Collected data entries:
===
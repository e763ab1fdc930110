//! Top-N collection of searcher output.

use std::cmp::Ordering;
use std::time::{Duration, Instant};

use crate::engine::IndexReader;
use crate::error::Result;
use crate::search::facet::{FacetResults, FacetsBuilder};
use crate::search::{DocumentMatch, Searcher};

/// Keeps the best `size` hits after skipping the first `skip`.
///
/// Hits are ordered by descending score, ties broken by ascending document
/// number.
#[derive(Debug)]
pub struct TopNCollector {
    size: usize,
    skip: usize,
    results: Vec<DocumentMatch>,
    total: u64,
    max_score: f64,
    took: Duration,
    facets: Option<FacetsBuilder>,
}

fn rank(a: &DocumentMatch, b: &DocumentMatch) -> Ordering {
    b.score
        .partial_cmp(&a.score)
        .unwrap_or(Ordering::Equal)
        .then_with(|| a.number.cmp(&b.number))
}

impl TopNCollector {
    pub fn new(size: usize, skip: usize) -> Self {
        TopNCollector {
            size,
            skip,
            results: Vec::new(),
            total: 0,
            max_score: 0.0,
            took: Duration::ZERO,
            facets: None,
        }
    }

    pub fn set_facets_builder(&mut self, facets: FacetsBuilder) {
        self.facets = Some(facets);
    }

    /// Drain the searcher.
    pub fn collect(&mut self, searcher: &mut dyn Searcher, reader: &dyn IndexReader) -> Result<()> {
        let start = Instant::now();
        let capacity = self.size.saturating_add(self.skip);

        while let Some(hit) = searcher.next()? {
            self.total += 1;
            if hit.score > self.max_score {
                self.max_score = hit.score;
            }
            if let Some(facets) = self.facets.as_mut() {
                facets.update(&reader.document_field_terms(hit.number)?);
            }
            if capacity == 0 {
                continue;
            }

            let position = self
                .results
                .partition_point(|existing| rank(existing, &hit) != Ordering::Greater);
            if position < capacity {
                self.results.insert(position, hit);
                self.results.truncate(capacity);
            }
        }

        let skip = self.skip.min(self.results.len());
        self.results.drain(..skip);
        for hit in &mut self.results {
            hit.id = reader.external_id(hit.number)?;
        }

        self.took = start.elapsed();
        Ok(())
    }

    pub fn results(&self) -> &[DocumentMatch] {
        &self.results
    }

    pub fn into_results(self) -> Vec<DocumentMatch> {
        self.results
    }

    pub fn total(&self) -> u64 {
        self.total
    }

    pub fn max_score(&self) -> f64 {
        self.max_score
    }

    pub fn took(&self) -> Duration {
        self.took
    }

    pub fn facet_results(&self) -> FacetResults {
        self.facets
            .as_ref()
            .map(FacetsBuilder::results)
            .unwrap_or_default()
    }
}

#[cfg(test)]
mod tests {
    use super::*;
    use crate::engine::DocNum;

    #[derive(Debug)]
    struct FixedSearcher {
        hits: std::vec::IntoIter<DocumentMatch>,
    }

    impl Searcher for FixedSearcher {
        fn next(&mut self) -> Result<Option<DocumentMatch>> {
            Ok(self.hits.next())
        }

        fn advance(&mut self, target: DocNum) -> Result<Option<DocumentMatch>> {
            for hit in self.hits.by_ref() {
                if hit.number >= target {
                    return Ok(Some(hit));
                }
            }
            Ok(None)
        }

        fn count(&self) -> u64 {
            0
        }
    }

    fn ranked(scores: &[f64], size: usize, skip: usize) -> (Vec<DocNum>, u64) {
        use crate::engine::inverted::InvertedIndex;
        use crate::engine::store::MemoryStore;
        use crate::engine::IndexEngine;
        use crate::document::{Document, Field};
        use std::sync::Arc;

        let engine = InvertedIndex::new(Arc::new(MemoryStore::new()));
        engine.open().unwrap();
        for i in 0..scores.len() {
            engine
                .update(&Document::new(format!("d{i}")).with_field(Field::text("f", vec![], "x")))
                .unwrap();
        }
        let reader = engine.reader().unwrap();

        let hits: Vec<DocumentMatch> = scores
            .iter()
            .enumerate()
            .map(|(i, s)| DocumentMatch::new(i as DocNum, *s))
            .collect();
        let mut searcher = FixedSearcher {
            hits: hits.into_iter(),
        };
        let mut collector = TopNCollector::new(size, skip);
        collector.collect(&mut searcher, reader.as_ref()).unwrap();
        (
            collector.results().iter().map(|h| h.number).collect(),
            collector.total(),
        )
    }

    #[test]
    fn test_top_n_ordering() {
        let (docs, total) = ranked(&[0.5, 2.0, 1.0, 2.0, 0.1], 3, 0);
        assert_eq!(docs, vec![1, 3, 2]);
        assert_eq!(total, 5);
    }

    #[test]
    fn test_skip() {
        let (docs, total) = ranked(&[0.5, 2.0, 1.0, 2.0, 0.1], 2, 2);
        assert_eq!(docs, vec![2, 0]);
        assert_eq!(total, 5);
    }

    #[test]
    fn test_unbounded_size_with_skip() {
        let (docs, total) = ranked(&[0.5, 2.0, 1.0], usize::MAX, 1);
        assert_eq!(docs, vec![2, 0]);
        assert_eq!(total, 3);
    }

    #[test]
    fn test_zero_size_counts_only() {
        let (docs, total) = ranked(&[1.0, 2.0], 0, 0);
        assert!(docs.is_empty());
        assert_eq!(total, 2);
    }
}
===
__WORK ITEM__
Output each entry exactly as written, leaving none out.

__RESPONSE TO THE TASK__
repository e763ab1fdc930110
//! Top-N collection of searcher output.

use std::cmp::Ordering;
use std::time::{Duration, Instant};

use crate::engine::IndexReader;
use crate::error::Result;
use crate::search::facet::{FacetResults, FacetsBuilder};
use crate::search::{DocumentMatch, Searcher};

/// Keeps the best `size` hits after skipping the first `skip`.
///
/// Hits are ordered by descending score, ties broken by ascending document
/// number.
#[derive(Debug)]
pub struct TopNCollector {
    size: usize,
    skip: usize,
    results: Vec<DocumentMatch>,
    total: u64,
    max_score: f64,
    took: Duration,
    facets: Option<FacetsBuilder>,
}

fn rank(a: &DocumentMatch, b: &DocumentMatch) -> Ordering {
    b.score
        .partial_cmp(&a.score)
        .unwrap_or(Ordering::Equal)
        .then_with(|| a.number.cmp(&b.number))
}

impl TopNCollector {
    pub fn new(size: usize, skip: usize) -> Self {
        TopNCollector {
            size,
            skip,
            results: Vec::new(),
            total: 0,
            max_score: 0.0,
            took: Duration::ZERO,
            facets: None,
        }
    }

    pub fn set_facets_builder(&mut self, facets: FacetsBuilder) {
        self.facets = Some(facets);
    }

    /// Drain the searcher.
    pub fn collect(&mut self, searcher: &mut dyn Searcher, reader: &dyn IndexReader) -> Result<()> {
        let start = Instant::now();
        let capacity = self.size.saturating_add(self.skip);

        while let Some(hit) = searcher.next()? {
            self.total += 1;
            if hit.score > self.max_score {
                self.max_score = hit.score;
            }
            if let Some(facets) = self.facets.as_mut() {
                facets.update(&reader.document_field_terms(hit.number)?);
            }
            if capacity == 0 {
                continue;
            }

            let position = self
                .results
                .partition_point(|existing| rank(existing, &hit) != Ordering::Greater);
            if position < capacity {
                self.results.insert(position, hit);
                self.results.truncate(capacity);
            }
        }

        let skip = self.skip.min(self.results.len());
        self.results.drain(..skip);
        for hit in &mut self.results {
            hit.id = reader.external_id(hit.number)?;
        }

        self.took = start.elapsed();
        Ok(())
    }

    pub fn results(&self) -> &[DocumentMatch] {
        &self.results
    }

    pub fn into_results(self) -> Vec<DocumentMatch> {
        self.results
    }

    pub fn total(&self) -> u64 {
        self.total
    }

    pub fn max_score(&self) -> f64 {
        self.max_score
    }

    pub fn took(&self) -> Duration {
        self.took
    }

    pub fn facet_results(&self) -> FacetResults {
        self.facets
            .as_ref()
            .map(FacetsBuilder::results)
            .unwrap_or_default()
    }
}

#[cfg(test)]
mod tests {
    use super::*;
    use crate::engine::DocNum;

    #[derive(Debug)]
    struct FixedSearcher {
        hits: std::vec::IntoIter<DocumentMatch>,
    }

    impl Searcher for FixedSearcher {
        fn next(&mut self) -> Result<Option<DocumentMatch>> {
            Ok(self.hits.next())
        }

        fn advance(&mut self, target: DocNum) -> Result<Option<DocumentMatch>> {
            for hit in self.hits.by_ref() {
                if hit.number >= target {
                    return Ok(Some(hit));
                }
            }
            Ok(None)
        }

        fn count(&self) -> u64 {
            0
        }
    }

    fn ranked(scores: &[f64], size: usize, skip: usize) -> (Vec<DocNum>, u64) {
        use crate::engine::inverted::InvertedIndex;
        use crate::engine::store::MemoryStore;
        use crate::engine::IndexEngine;
        use crate::document::{Document, Field};
        use std::sync::Arc;

        let engine = InvertedIndex::new(Arc::new(MemoryStore::new()));
        engine.open().unwrap();
        for i in 0..scores.len() {
            engine
                .update(&Document::new(format!("d{i}")).with_field(Field::text("f", vec![], "x")))
                .unwrap();
        }
        let reader = engine.reader().unwrap();

        let hits: Vec<DocumentMatch> = scores
            .iter()
            .enumerate()
            .map(|(i, s)| DocumentMatch::new(i as DocNum, *s))
            .collect();
        let mut searcher = FixedSearcher {
            hits: hits.into_iter(),
        };
        let mut collector = TopNCollector::new(size, skip);
        collector.collect(&mut searcher, reader.as_ref()).unwrap();
        (
            collector.results().iter().map(|h| h.number).collect(),
            collector.total(),
        )
    }

    #[test]
    fn test_top_n_ordering() {
        let (docs, total) = ranked(&[0.5, 2.0, 1.0, 2.0, 0.1], 3, 0);
        assert_eq!(docs, vec![1, 3, 2]);
        assert_eq!(total, 5);
    }

    #[test]
    fn test_skip() {
        let (docs, total) = ranked(&[0.5, 2.0, 1.0, 2.0, 0.1], 2, 2);
        assert_eq!(docs, vec![2, 0]);
        assert_eq!(total, 5);
    }

    #[test]
    fn test_unbounded_size_with_skip() {
        let (docs, total) = ranked(&[0.5, 2.0, 1.0], usize::MAX, 1);
        assert_eq!(docs, vec![2, 0]);
        assert_eq!(total, 3);
    }

    #[test]
    fn test_zero_size_counts_only() {
        let (docs, total) = ranked(&[1.0, 2.0], 0, 0);
        assert!(docs.is_empty());
        assert_eq!(total, 2);
    }
}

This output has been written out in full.